為{幸葍}努か 提交于 2020-01-03 07:00:27

问题


I'm having documentation bloat on me, as anytime I encounter a complex duck-type, I need some way to say "this duck type" but instead get caught in an endless cycle of "your function requires this of this input, but doesn't document it", and then documenting it. This results in bloated, repetitive documentation, such as the following:

def Foo(arg):
    """
    Args:
      arg: An object that supports X functionality, and Y functionality,
        and can be passed to Z other functionality.
    """
    # Insert code here.

def Bar(arg):
    """
    Args:
      arg: An object that supports X functionality, and Y functionality,
        and can be passed to Z other functionality.
    """
    # Insert code here.

And so on, and so on, for Baz, Qux, and other functions. I need some shorter way of writing "arg is a (type of object)".

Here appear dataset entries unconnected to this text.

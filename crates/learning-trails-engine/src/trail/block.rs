use serde::Serialize;

use crate::styling::{AttributedStringStyle, AttributedStringStyler, StyledText};
use crate::xml::{XmlAttributes, XmlParseError, get_elements_in, plain_text};

use super::interactive::{Interactive, parse_interactives};

#[derive(Debug, Clone, Copy, PartialEq, Eq, Hash, Serialize)]
#[serde(rename_all = "lowercase")]
pub enum BlockType {
    Buttons,
    Code,
    Custom,
    Group,
    Image,
    Response,
    Root,
    Text,
    Title,
    Video,
}

impl BlockType {
    /// Parses the `type` attribute of a `<block>`. `root` is not authorable.
    pub fn from_attribute(value: &str) -> Option<Self> {
        let block_type = match value {
            "buttons" => BlockType::Buttons,
            "code" => BlockType::Code,
            "custom" => BlockType::Custom,
            "group" => BlockType::Group,
            "image" => BlockType::Image,
            "response" => BlockType::Response,
            "text" => BlockType::Text,
            "title" => BlockType::Title,
            "video" => BlockType::Video,
            _ => return None,
        };
        Some(block_type)
    }

    pub fn as_str(self) -> &'static str {
        match self {
            BlockType::Buttons => "buttons",
            BlockType::Code => "code",
            BlockType::Custom => "custom",
            BlockType::Group => "group",
            BlockType::Image => "image",
            BlockType::Response => "response",
            BlockType::Root => "root",
            BlockType::Text => "text",
            BlockType::Title => "title",
            BlockType::Video => "video",
        }
    }

    /// Types whose payload lives in attributes, so an empty body is valid.
    pub fn is_content_optional(self) -> bool {
        matches!(self, BlockType::Image | BlockType::Video)
    }
}

/// Handle to the step that owns a block: the step's index in its trail.
#[derive(Debug, Clone, Copy, Default, PartialEq, Eq, Hash, Serialize)]
pub struct StepId(pub usize);

/// A typed unit of step content. Blocks own their children outright.
#[derive(Debug, Clone, PartialEq)]
pub struct LearningBlock {
    pub identifier: String,
    pub block_type: BlockType,
    pub sub_type: Option<String>,
    pub step: StepId,
    pub attributes: XmlAttributes,
    /// Raw XML of the block body.
    pub content: String,
    pub is_disclosed: bool,
    pub is_last_block_in_group: bool,
    pub initial_visible_state: bool,
    pub group_level: usize,
    pub child_blocks: Vec<LearningBlock>,
}

impl LearningBlock {
    pub fn new(
        identifier: impl Into<String>,
        block_type: BlockType,
        step: StepId,
        attributes: XmlAttributes,
        content: impl Into<String>,
    ) -> Self {
        let sub_type = attributes.get("subtype").cloned();
        // Groups start collapsed unless authored open; other blocks have
        // nothing to collapse.
        let is_disclosed = attributes
            .get("disclosed")
            .map(|v| v == "true")
            .unwrap_or(block_type != BlockType::Group);
        Self {
            identifier: identifier.into(),
            block_type,
            sub_type,
            step,
            attributes,
            content: content.into(),
            is_disclosed,
            is_last_block_in_group: false,
            initial_visible_state: true,
            group_level: 0,
            child_blocks: Vec::new(),
        }
    }

    /// The single root of a step's block tree.
    pub fn root(step: StepId) -> Self {
        Self::new("root", BlockType::Root, step, XmlAttributes::new(), "")
    }

    pub fn is_group(&self) -> bool {
        self.block_type == BlockType::Group
    }

    pub fn attribute(&self, key: &str) -> Option<&str> {
        self.attributes.get(key).map(String::as_str)
    }

    pub fn add_child(&mut self, child: LearningBlock) {
        self.child_blocks.push(child);
    }

    /// Propagates initial visibility down the tree.
    ///
    /// Children of an invisible block are invisible. Children of a group
    /// follow the group's own disclosure instead of the inherited value.
    pub fn initialize_visible_state(&mut self, visible: bool) {
        self.initial_visible_state = visible;
        let child_visible = visible && (!self.is_group() || self.is_disclosed);
        for child in &mut self.child_blocks {
            child.initialize_visible_state(child_visible);
        }
    }

    /// Assigns nesting depth and flags the last child of each group.
    pub fn initialize_group_state(&mut self, level: usize) {
        let is_group = self.is_group();
        let last = self.child_blocks.len().saturating_sub(1);
        for (i, child) in self.child_blocks.iter_mut().enumerate() {
            child.group_level = level;
            child.is_last_block_in_group = is_group && i == last;
            if child.is_group() {
                child.initialize_group_state(level + 1);
            }
        }
    }

    /// Descendants in pre-order, excluding `self`.
    pub fn flattened(&self) -> Vec<&LearningBlock> {
        let mut out = Vec::new();
        for child in &self.child_blocks {
            out.push(child);
            out.extend(child.flattened());
        }
        out
    }

    pub fn find_block_mut(&mut self, identifier: &str) -> Option<&mut LearningBlock> {
        for child in &mut self.child_blocks {
            if child.identifier == identifier {
                return Some(child);
            }
            if let Some(found) = child.find_block_mut(identifier) {
                return Some(found);
            }
        }
        None
    }

    /// `key=value` pairs in key order, comma separated.
    pub fn attribute_string(&self) -> String {
        self.attributes
            .iter()
            .map(|(k, v)| format!("{k}={v}"))
            .collect::<Vec<_>>()
            .join(",")
    }

    /// Structural fingerprint of this block and its descendants.
    pub fn signature(&self) -> String {
        std::iter::once(self)
            .chain(self.flattened())
            .map(|b| format!("{}|{}|{}", b.block_type.as_str(), b.attribute_string(), b.content))
            .collect::<Vec<_>>()
            .join("\n")
    }

    pub fn plain_text(&self) -> String {
        plain_text(&self.content)
    }

    /// Block body rendered through the full styling pipeline.
    pub fn styled_text(&self, style: &AttributedStringStyle) -> Result<StyledText, XmlParseError> {
        AttributedStringStyler::styled_text(&self.content, style)
    }

    /// Contents of the first `<description>` child, if any.
    pub fn description(&self) -> Option<String> {
        get_elements_in(&self.content, "description")
            .into_iter()
            .next()
            .map(|e| plain_text(&e.content))
    }

    pub fn interactives(&self) -> Vec<Interactive> {
        parse_interactives(&self.content)
    }
}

For some duck types, it's as easy as "A dict-like object": we know what we expect of a dict, and so, we know what to pass. A dict, or something that can mimic it.

I feel C++ has this same problem with templated types. Haskell would have it, but one can use a type class's definition to document it. (Note: Haskell classes != classes in Java/C++/Python/etc.) (Note: I don't really program in Haskell, so forgive me if it is a crappy example.)

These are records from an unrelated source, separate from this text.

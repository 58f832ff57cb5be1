use std::path::PathBuf;

use relative_path::RelativePathBuf;
use thiserror::Error;

use crate::localization::Localizer;
use crate::options::ParseOptions;
use crate::store::{KeyValueStore, StoreValue};
use crate::xml::{SlimXmlParser, XmlParseError};

use super::builder::TrailBuilder;
use super::step::{AssessmentState, LearningStep};

const ACTIVE_PAGE_INDEX_KEY: &str = "activePageIndex";

#[derive(Debug, Error)]
pub enum TrailError {
    #[error(transparent)]
    Parse(#[from] XmlParseError),
    #[error("trail has no name")]
    MissingIdentifier,
}

#[derive(Debug, Clone, PartialEq)]
pub struct LearningTrail {
    pub name: String,
    /// `trail.` followed by the trail's name.
    pub identifier: String,
    pub steps: Vec<LearningStep>,
    /// Background image as authored, relative to the trail file.
    pub background_image: Option<RelativePathBuf>,
    /// Background image resolved on disk, when it exists.
    pub background_image_path: Option<PathBuf>,
    /// Why loading failed. A trail with an error message is not loaded.
    pub error_message: Option<String>,
}

impl LearningTrail {
    pub fn new(
        name: impl Into<String>,
        identifier: impl Into<String>,
        steps: Vec<LearningStep>,
        background_image: Option<RelativePathBuf>,
    ) -> Self {
        Self {
            name: name.into(),
            identifier: identifier.into(),
            steps,
            background_image,
            background_image_path: None,
            error_message: None,
        }
    }

    /// Parses trail XML. Malformed blocks are skipped; only XML syntax
    /// errors and a missing trail name fail.
    pub fn parse(
        xml: &str,
        options: &ParseOptions,
        localizer: Option<&dyn Localizer>,
    ) -> Result<Self, TrailError> {
        let localizer = localizer.filter(|_| options.localization_enabled);
        let mut builder = TrailBuilder::new(*options);
        SlimXmlParser::new(xml)
            .with_localizer(localizer)
            .parse(&mut builder)?;
        let trail = builder.finish()?;
        log::info!("parsed {} with {} steps", trail.identifier, trail.steps.len());
        Ok(trail)
    }

    /// Like [`parse`](Self::parse), but a failure is kept as
    /// `error_message` on an empty trail instead of returned.
    pub fn load(xml: &str, options: &ParseOptions, localizer: Option<&dyn Localizer>) -> Self {
        match Self::parse(xml, options, localizer) {
            Ok(trail) => trail,
            Err(e) => {
                let message = match &e {
                    TrailError::Parse(parse) => format!("Line {}: {}", parse.line, parse.message),
                    other => other.to_string(),
                };
                log::error!("trail failed to load: {message}");
                let mut trail = Self::new("", "", Vec::new(), None);
                trail.error_message = Some(message);
                trail
            }
        }
    }

    pub fn is_loaded(&self) -> bool {
        self.error_message.is_none() && !self.identifier.is_empty()
    }

    pub fn step(&self, index: usize) -> Option<&LearningStep> {
        self.steps.get(index)
    }

    pub fn step_mut(&mut self, index: usize) -> Option<&mut LearningStep> {
        self.steps.get_mut(index)
    }

    pub fn assessable_steps(&self) -> Vec<&LearningStep> {
        self.steps.iter().filter(|s| s.is_assessable).collect()
    }

    /// Rolls the assessable steps up into one state.
    pub fn assessment_state(&self) -> AssessmentState {
        let assessable = self.assessable_steps();
        if assessable.is_empty() {
            AssessmentState::NotAssessable
        } else if assessable
            .iter()
            .all(|s| s.assessment_state == AssessmentState::CompletedSuccessfully)
        {
            AssessmentState::CompletedSuccessfully
        } else if assessable
            .iter()
            .any(|s| s.assessment_state == AssessmentState::PartiallyCompleted)
        {
            AssessmentState::PartiallyCompleted
        } else {
            AssessmentState::Unknown
        }
    }

    /// Replaces every step whose signature differs in `other` and returns
    /// their indexes. Trails with different step counts are left alone.
    pub fn update_steps_from(&mut self, other: LearningTrail) -> Vec<usize> {
        if other.steps.len() != self.steps.len() {
            log::warn!(
                "reloaded {} has {} steps, expected {}",
                self.identifier,
                other.steps.len(),
                self.steps.len()
            );
            return Vec::new();
        }

        let mut updated = Vec::new();
        for (index, (old, new)) in self.steps.iter_mut().zip(other.steps).enumerate() {
            if old.signature() != new.signature() {
                *old = new;
                updated.push(index);
            }
        }
        updated
    }

    /// Restores saved responses for every step.
    pub fn load_response_state(&mut self, store: &dyn KeyValueStore) {
        for step in &mut self.steps {
            step.load_response_state(store);
        }
    }

    pub fn save_active_page_index(&self, store: &mut dyn KeyValueStore, index: usize) {
        let mut state = store
            .get(&self.identifier)
            .and_then(|v| v.as_dictionary().cloned())
            .unwrap_or_default();
        state.insert(
            ACTIVE_PAGE_INDEX_KEY.to_string(),
            StoreValue::Integer(index as i64),
        );
        store.set(&self.identifier, StoreValue::Dictionary(state));
    }

    /// The saved page index, if one was saved and is still in range.
    pub fn load_active_page_index(&self, store: &dyn KeyValueStore) -> Option<usize> {
        let saved = store.get(&self.identifier)?;
        let index = saved.as_dictionary()?.get(ACTIVE_PAGE_INDEX_KEY)?.as_integer()?;
        usize::try_from(index).ok().filter(|i| *i < self.steps.len())
    }

    fn state_loaded_key(&self) -> String {
        format!("TrailStateLoaded.{}", self.identifier)
    }

    pub fn mark_state_loaded(&self, store: &mut dyn KeyValueStore) {
        store.set(&self.state_loaded_key(), StoreValue::Bool(true));
    }

    /// Whether this trail's state has been loaded before.
    pub fn is_state_loaded(&self, store: &dyn KeyValueStore) -> bool {
        store
            .get(&self.state_loaded_key())
            .and_then(|v| v.as_bool())
            .unwrap_or(false)
    }
}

Should I go the traditional OO route, and just write a base class, and say, "anything like this base class" in the docs? The code wouldn't enforce deriving from the base class (as there is no requirement for the object to be derived from it), and the base class adds no value except to document the properties of the interface, essentially.

On the other hand, I'm programming Python, and I try to program within the idioms of a language. (As doing otherwise usually hurts.) Base classes are good for inheriting functionality, but when your base class is completely abstract, it doesn't seem to add value in a duck-typed language.


EDIT: To the answers: I know what duck typing is (that should be evident from the post). Where do I document it is the question, esp. when no class exists to attach documentation to.


回答1:


The idea behind duck typing is that you document that you are expecting a duck and it is up to other objects to fake being a duck.

Nowhere in the docs does any API specify that it accepts a StringIO object. Instead, we those in most place that expect a file-like object.

Also, for the most part, the standard library trying to avoid naming the specific methods demand of a duck type. That leaves the implementation open to change. The random.sample API for example could have been defined in terms of iterables or in terms of sequences.

If you want to be more specific than this, you could use abstract base classes. Several are already included in the collections module (such as Iterable, Hashable, and Sized) or numbers module (Rational, Integral, etc). It is not hard to model after those to write you down. Then, the documentation simply mentions which ABCs are required (i.e. x is a Sized Iterable and y is an Integral).




回答2:


The point of duck typing is that the notion of "type" becomes an abstract intuitive idea, rather than something that is formally part of the language. This makes typing much more fluid and flexible than in languages where type checking is part of the language.

What is required when using duck typing is not that the program knows what "type" you're using, but that other programmers do. So if you have a whole family of classes/functions/etc that operate on objects of a particular "type", and that type is not able to be described in a few words, just add a section in comments or a docstring (or even an external .txt file) describing your type and naming it. Then you can just refer to that name everywhere.




回答3:


More strictly typed languages, like Java, have the concept of "interfaces": collections of methods that any class implementing the interface is supposed to provide.

I suppose you could borrow the concept without necessarily bringing along the baggage of strict typing: just define and document an abstract class Foo, and then say that your method expects "a Foo or a Foo-like object". You don't even have to make any other class actually inherit from Foo if you don't want to; people reading the documentation will still know where to go to find out what is expected of a Foo-like object.